Code: https://github.com/greenlab/SPRINT_gan

Summary

Problem: Privacy concerns limit data sharing in the medical community, especially given the required data-sharing procedures and agreements.

Goal: Once a study is complete, train a generative model to generate synthetic data as close as possible to real participants, then release the synthetic dataset instead of the real data.

However:

Numerous linkage and membership inference attacks have demonstrated the ability to re-identify participants or reveal participation in a study on both biomedical datasets and from machine learning models.

For example, given a model and a real subject’s data, it might be possible to determine if this subject was part of the model’s training set.

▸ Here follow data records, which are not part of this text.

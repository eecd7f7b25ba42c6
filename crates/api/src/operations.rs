//! Catalogue of proxied operations.
//!
//! Each entry maps one inbound route onto one upstream call. All of them go
//! through [`crate::proxy::forward`]; login, logout and download have their
//! own handlers on top of that.

use axum::http::Method;

#[derive(Debug, Clone, Copy, PartialEq, Eq)]
pub enum BodyKind {
    None,
    /// JSON body forwarded verbatim.
    Json,
    /// Raw body streamed to upstream without being read.
    Stream,
}

#[derive(Debug)]
pub struct Operation {
    pub name: &'static str,
    pub method: Method,
    /// Inbound route (axum syntax, `:id` params).
    pub path: &'static str,
    /// Upstream path template relative to the base URL; `{id}` is substituted.
    pub upstream: &'static str,
    /// Whether the session credential is attached.
    pub authenticated: bool,
    pub body: BodyKind,
}

const fn public(name: &'static str, path: &'static str, upstream: &'static str) -> Operation {
    Operation {
        name,
        method: Method::POST,
        path,
        upstream,
        authenticated: false,
        body: BodyKind::Json,
    }
}

const fn get(name: &'static str, path: &'static str, upstream: &'static str) -> Operation {
    Operation {
        name,
        method: Method::GET,
        path,
        upstream,
        authenticated: true,
        body: BodyKind::None,
    }
}

const fn delete(name: &'static str, path: &'static str, upstream: &'static str) -> Operation {
    Operation {
        name,
        method: Method::DELETE,
        path,
        upstream,
        authenticated: true,
        body: BodyKind::None,
    }
}

const fn write(
    name: &'static str,
    method: Method,
    path: &'static str,
    upstream: &'static str,
) -> Operation {
    Operation {
        name,
        method,
        path,
        upstream,
        authenticated: true,
        body: BodyKind::Json,
    }
}

/// Login is routed by its own handler, which issues the credential.
pub static LOGIN: Operation = public("login", "/api/auth/login", "auth/login");

/// Operations served by the generic proxy handler.
pub static OPERATIONS: &[Operation] = &[
    public("forgot_password", "/api/auth/forgot-password", "auth/forgot-password"),
    public("reset_password", "/api/auth/reset-password", "auth/reset-password"),
    get("get_profile", "/api/profile", "auth/me"),
    write("update_profile", Method::PUT, "/api/profile", "auth/me"),
    write("change_password", Method::PUT, "/api/profile/password", "auth/change-password"),
    get("dashboard_stats", "/api/dashboard", "dashboard"),
    get("list_permissions", "/api/permissions", "permissions"),
    // campaigns
    get("list_campaigns", "/api/campaigns", "campaigns"),
    get("get_campaign", "/api/campaigns/:id", "campaigns/{id}"),
    write("create_campaign", Method::POST, "/api/campaigns", "campaigns"),
    write("update_campaign", Method::PUT, "/api/campaigns/:id", "campaigns/{id}"),
    delete("delete_campaign", "/api/campaigns/:id", "campaigns/{id}"),
    // screens
    get("list_screens", "/api/screens", "screens"),
    get("get_screen", "/api/screens/:id", "screens/{id}"),
    write("create_screen", Method::POST, "/api/screens", "screens"),
    write("update_screen", Method::PUT, "/api/screens/:id", "screens/{id}"),
    delete("delete_screen", "/api/screens/:id", "screens/{id}"),
    // events
    get("list_events", "/api/events", "events"),
    get("get_event", "/api/events/:id", "events/{id}"),
    write("create_event", Method::POST, "/api/events", "events"),
    write("update_event", Method::PUT, "/api/events/:id", "events/{id}"),
    delete("delete_event", "/api/events/:id", "events/{id}"),
    // roles
    get("list_roles", "/api/roles", "roles"),
    get("get_role", "/api/roles/:id", "roles/{id}"),
    write("create_role", Method::POST, "/api/roles", "roles"),
    write("update_role", Method::PUT, "/api/roles/:id", "roles/{id}"),
    delete("delete_role", "/api/roles/:id", "roles/{id}"),
    // users
    get("list_users", "/api/users", "users"),
    get("get_user", "/api/users/:id", "users/{id}"),
    write("create_user", Method::POST, "/api/users", "users"),
    write("update_user", Method::PUT, "/api/users/:id", "users/{id}"),
    delete("delete_user", "/api/users/:id", "users/{id}"),
    // media
    get("list_media", "/api/media", "media"),
    get("get_media", "/api/media/:id", "media/{id}"),
    Operation {
        name: "upload_media",
        method: Method::POST,
        path: "/api/media",
        upstream: "media",
        authenticated: true,
        body: BodyKind::Stream,
    },
    delete("delete_media", "/api/media/:id", "media/{id}"),
];
//! Console-side client for the gateway.
//!
//! The credential cookie is HttpOnly, so it lives in reqwest's cookie store
//! and this code never sees it. What the console does see is the operator
//! profile, which is pushed into the [`SessionContext`].

use std::sync::Arc;

use reqwest::{Method, StatusCode, Url};
use serde::Serialize;
use serde_json::{json, Value};
use thiserror::Error;

use dashgate_auth::UserProfile;
use dashgate_core::ErrorEnvelope;

use crate::session::{Session, SessionContext};

const FALLBACK_FAILURE_MESSAGE: &str = "Request failed";

#[derive(Debug, Error)]
pub enum ConsoleError {
    /// The gateway answered with a failure envelope.
    #[error("gateway error: {0}")]
    Gateway(ErrorEnvelope),

    #[error("transport error: {0}")]
    Transport(#[from] reqwest::Error),

    #[error("unexpected response body: {0}")]
    Decode(#[from] serde_json::Error),

    #[error("invalid gateway url: {0}")]
    InvalidUrl(#[from] url::ParseError),
}

impl ConsoleError {
    /// HTTP status of a gateway failure, if that's what this is.
    pub fn status(&self) -> Option<u16> {
        match self {
            ConsoleError::Gateway(envelope) => Some(envelope.status),
            _ => None,
        }
    }
}

#[derive(Debug, Clone)]
pub struct ConsoleClient {
    http: reqwest::Client,
    base_url: Url,
    session: SessionContext,
}

impl ConsoleClient {
    pub fn new(base_url: &str, session: SessionContext) -> Result<Self, ConsoleError> {
        let mut base_url = Url::parse(base_url)?;
        if !base_url.path().ends_with('/') {
            let path = format!("{}/", base_url.path());
            base_url.set_path(&path);
        }

        let http = reqwest::Client::builder().cookie_store(true).build()?;
        Ok(Self {
            http,
            base_url,
            session,
        })
    }

    pub fn session(&self) -> &SessionContext {
        &self.session
    }

    /// Sign in and populate the session with the returned profile.
    pub async fn login(&self, email: &str, password: &str) -> Result<Arc<Session>, ConsoleError> {
        let body = self
            .send_json(
                Method::POST,
                "/api/auth/login",
                &json!({ "email": email, "password": password }),
            )
            .await?;

        let user = UserProfile::from_payload(&body)?;
        let unknown: Vec<&str> = user.role.unknown_permissions().map(|p| p.as_str()).collect();
        if !unknown.is_empty() {
            tracing::warn!(role = %user.role, ?unknown, "role carries permissions this build does not know");
        }
        Ok(self.session.sign_in(user))
    }

    /// Clear the session, then ask the gateway to revoke the cookie.
    ///
    /// The local session is gone before the request is even sent; a failed
    /// revoke is logged and otherwise ignored.
    pub async fn logout(&self) {
        self.session.sign_out();

        let result = async {
            let url = self.endpoint("/api/auth/logout")?;
            let response = self.http.post(url).send().await?;
            Ok::<_, ConsoleError>(response.status())
        }
        .await;

        match result {
            Ok(status) if status.is_success() => tracing::debug!("gateway revoked session cookie"),
            Ok(status) => tracing::warn!(status = status.as_u16(), "logout rejected by gateway"),
            Err(err) => tracing::warn!(error = %err, "logout request failed"),
        }
    }

    /// Re-fetch the profile. Returns `None` if the operator signed out meanwhile.
    pub async fn refresh_profile(&self) -> Result<Option<Arc<Session>>, ConsoleError> {
        let body = self.get_json("/api/profile").await?;
        let user = UserProfile::from_payload(&body)?;
        Ok(self.session.refresh(user))
    }

    pub async fn get_json(&self, path: &str) -> Result<Value, ConsoleError> {
        let url = self.endpoint(path)?;
        let response = self.http.get(url).send().await?;
        Self::decode(response).await
    }

    pub async fn send_json<B: Serialize + ?Sized>(
        &self,
        method: Method,
        path: &str,
        body: &B,
    ) -> Result<Value, ConsoleError> {
        let url = self.endpoint(path)?;
        let response = self.http.request(method, url).json(body).send().await?;
        Self::decode(response).await
    }

    fn endpoint(&self, path: &str) -> Result<Url, ConsoleError> {
        Ok(self.base_url.join(path.trim_start_matches('/'))?)
    }

    async fn decode(response: reqwest::Response) -> Result<Value, ConsoleError> {
        let status = response.status();
        let bytes = response.bytes().await?;

        if status.is_success() {
            if bytes.is_empty() {
                return Ok(Value::Null);
            }
            return Ok(serde_json::from_slice(&bytes)?);
        }

        Err(ConsoleError::Gateway(failure_envelope(status, &bytes)))
    }
}

fn failure_envelope(status: StatusCode, bytes: &[u8]) -> ErrorEnvelope {
    serde_json::from_slice::<ErrorEnvelope>(bytes)
        .unwrap_or_else(|_| ErrorEnvelope::new(status.as_u16(), FALLBACK_FAILURE_MESSAGE))
}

Solution: Include a differential privacy constraint during training.

Differential privacy : Define strong guarantees on the likelihood that a subject could be identified as a member of the trial. Informally, differential privacy requires that no subject in the study has a significant influence on the information released by the algorithm.

In GANs, the discriminator is the only component that can access real, private data, and needs to be modified.

Applying differential privacy: limit the effect any single subject can have on the training process by adding random noise based on the maximum effect of a single subject. In practice: clip the norm of the gradient and add proportional gaussian noise.

To stop training, they need to use a traditional classifier and test the generator at each epoch. Then they select the top 5 epochs and combine generated samples from each.

Experiments

Dataset:

SPRINT (Systolic Blood Pressure Trial) Data Analysis Challenge from New England Journal of Medicine.

  • Intensive management (<120mmHg) vs Standard management (<140mmHg)

  • Data: Blood pressure at 12 time points

  • 6000 train subjects; 502 test subjects

Models:

  • AC-GAN (Auxiliary classifier) – Standard training : “non-private” model – Using differential privacy : “private” model

Evaluation: Train on synthetic data, then score on a real test set.